### EXERCISE PROMPT:
Go through the listing below. Copy each line that has the string "Result".

### RECORDS PROVIDED:
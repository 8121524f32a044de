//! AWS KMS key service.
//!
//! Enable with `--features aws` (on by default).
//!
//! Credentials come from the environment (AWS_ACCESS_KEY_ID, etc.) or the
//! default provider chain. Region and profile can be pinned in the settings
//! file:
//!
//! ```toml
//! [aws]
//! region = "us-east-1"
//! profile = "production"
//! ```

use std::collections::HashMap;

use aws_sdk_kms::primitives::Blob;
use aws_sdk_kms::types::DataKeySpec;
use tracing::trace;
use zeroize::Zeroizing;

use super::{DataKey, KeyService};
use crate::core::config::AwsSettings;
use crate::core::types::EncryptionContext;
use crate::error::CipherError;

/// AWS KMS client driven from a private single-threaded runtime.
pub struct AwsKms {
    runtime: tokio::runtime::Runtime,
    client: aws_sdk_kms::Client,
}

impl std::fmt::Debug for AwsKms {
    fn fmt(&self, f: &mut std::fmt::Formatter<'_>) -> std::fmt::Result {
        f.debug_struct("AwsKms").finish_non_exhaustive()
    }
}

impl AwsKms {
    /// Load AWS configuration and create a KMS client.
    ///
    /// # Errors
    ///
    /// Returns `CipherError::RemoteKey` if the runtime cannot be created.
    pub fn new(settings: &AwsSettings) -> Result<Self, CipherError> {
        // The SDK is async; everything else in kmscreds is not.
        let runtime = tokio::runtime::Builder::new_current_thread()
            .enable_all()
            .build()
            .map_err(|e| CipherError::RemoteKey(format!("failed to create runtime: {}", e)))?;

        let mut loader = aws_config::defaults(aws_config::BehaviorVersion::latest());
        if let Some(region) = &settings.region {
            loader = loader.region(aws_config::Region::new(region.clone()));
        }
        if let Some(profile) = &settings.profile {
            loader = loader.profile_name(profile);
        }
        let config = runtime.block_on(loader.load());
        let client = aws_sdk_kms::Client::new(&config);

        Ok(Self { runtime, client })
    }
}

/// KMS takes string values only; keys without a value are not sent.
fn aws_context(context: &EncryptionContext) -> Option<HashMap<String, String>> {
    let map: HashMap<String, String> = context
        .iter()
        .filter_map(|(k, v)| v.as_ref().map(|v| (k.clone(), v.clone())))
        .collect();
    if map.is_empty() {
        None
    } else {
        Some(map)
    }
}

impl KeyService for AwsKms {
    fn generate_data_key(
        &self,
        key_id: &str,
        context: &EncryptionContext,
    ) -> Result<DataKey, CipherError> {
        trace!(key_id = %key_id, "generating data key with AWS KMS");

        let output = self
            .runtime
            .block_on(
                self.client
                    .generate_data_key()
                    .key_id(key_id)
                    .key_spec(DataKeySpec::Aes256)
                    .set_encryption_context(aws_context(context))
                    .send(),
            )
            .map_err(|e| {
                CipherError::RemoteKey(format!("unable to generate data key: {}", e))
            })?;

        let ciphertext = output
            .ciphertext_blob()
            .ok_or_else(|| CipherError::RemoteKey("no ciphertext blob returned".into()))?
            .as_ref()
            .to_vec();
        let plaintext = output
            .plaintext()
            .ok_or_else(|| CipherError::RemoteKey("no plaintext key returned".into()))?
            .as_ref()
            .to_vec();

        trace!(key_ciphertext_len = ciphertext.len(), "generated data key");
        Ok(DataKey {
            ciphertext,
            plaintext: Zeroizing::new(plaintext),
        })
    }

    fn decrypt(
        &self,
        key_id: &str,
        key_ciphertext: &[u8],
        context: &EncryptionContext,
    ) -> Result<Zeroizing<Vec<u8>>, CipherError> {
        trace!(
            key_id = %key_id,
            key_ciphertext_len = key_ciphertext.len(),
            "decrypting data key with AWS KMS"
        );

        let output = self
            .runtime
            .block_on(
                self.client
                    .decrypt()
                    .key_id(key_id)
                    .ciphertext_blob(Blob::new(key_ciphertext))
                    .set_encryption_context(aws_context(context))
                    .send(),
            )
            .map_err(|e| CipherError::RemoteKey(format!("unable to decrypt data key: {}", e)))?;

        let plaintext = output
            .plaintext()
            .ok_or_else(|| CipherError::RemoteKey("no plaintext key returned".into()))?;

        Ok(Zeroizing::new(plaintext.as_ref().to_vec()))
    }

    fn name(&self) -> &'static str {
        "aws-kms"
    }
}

### WRITTEN SOLUTION:
    fn fmt(&self, f: &mut std::fmt::Formatter<'_>) -> std::fmt::Result {
    pub fn new(settings: &AwsSettings) -> Result<Self, CipherError> {
    ) -> Result<DataKey, CipherError> {
    ) -> Result<Zeroizing<Vec<u8>>, CipherError> {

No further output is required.